I was looking at the question "Are there any valid continuous Sudoku grids?" and that lead me to this question.
Let $U$ be the unit interval $[0,1]$ or $[0,1)$. (pick which is easier for you)
Does there exist a bijective function $f: U \to U$ such that for every subinterval $I$ of $U$, the set $\{f(x)\ |\ x \in I\}$ is dense in $U$?
Choose open subintervals $I_1,I_2,\dots$ of $U$ such that if $J$ is an open subinterval of $U,$ then $J$ contains $I_n$ for some $n.$ (For example we could let $I_1,I_2,\dots$ be the open subintervals of $U$ with rational endpoints.)
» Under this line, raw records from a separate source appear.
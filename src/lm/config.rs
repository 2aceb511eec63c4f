//! Configuration options for the Levenberg-Marquardt algorithm.

use serde::{Deserialize, Serialize};

/// Configuration options for the Levenberg-Marquardt algorithm.
#[derive(Debug, Clone, PartialEq, Serialize, Deserialize)]
pub struct LmConfig {
    /// Maximum number of iterations. Default: 200
    pub max_iterations: usize,

    /// Relative reduction of the cost below which an accepted step ends the
    /// fit. Default: 1e-10
    pub ftol: f64,

    /// Relative step length below which the fit ends. Default: 1e-10
    pub xtol: f64,

    /// Largest gradient component below which the fit ends. Default: 1e-12
    pub gtol: f64,

    /// Initial value for the damping parameter. Default: 1e-3
    pub initial_lambda: f64,

    /// Factor by which to increase lambda. Default: 10.0
    pub lambda_up_factor: f64,

    /// Factor by which to decrease lambda. Default: 0.1
    pub lambda_down_factor: f64,

    /// Minimum value for lambda. Default: 1e-12
    pub min_lambda: f64,

    /// Lambda beyond which the fit gives up. Default: 1e12
    pub max_lambda: f64,

    /// Relative finite-difference step for the Jacobian. Default: 1.49e-8
    pub epsilon: f64,
}

impl Default for LmConfig {
    fn default() -> Self {
        Self {
            max_iterations: 200,
            ftol: 1e-10,
            xtol: 1e-10,
            gtol: 1e-12,
            initial_lambda: 1e-3,
            lambda_up_factor: 10.0,
            lambda_down_factor: 0.1,
            min_lambda: 1e-12,
            max_lambda: 1e12,
            // sqrt of machine epsilon
            epsilon: 1.49e-8,
        }
    }
}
We can then choose pairwise disjoint countable sets $D_n\subset I_n$ such that $D_n$ is dense in $I_n$ for each $n.$
And we can choose pairwise disjoint countable sets $E_n\subset U$ such that $E_n$ is dense in $U$ for each $n.$
Now define $f:U\to U$ as follows: For each $n=1,2,\dots$ let $f$ be a bijection of $D_n$ onto $E_n.$ Then $f$ is a bijection of $\cup D_n$ onto $\cup E_n.$ Now $U\setminus \cup D_n$ has the same cardinality as $U\setminus \cup E_n.$ So to finish the definition of $f,$ let $f$ be any bijection of $U\setminus \cup D_n$ onto $U\setminus \cup E_n.$
It follows that $f:U\to U$ is a bijection. Let $I\subset U$ be a subinterval. Then $I_n\subset I$ for some $n.$ Since $f(I_n) = E_n,$ $f$ is the desired function.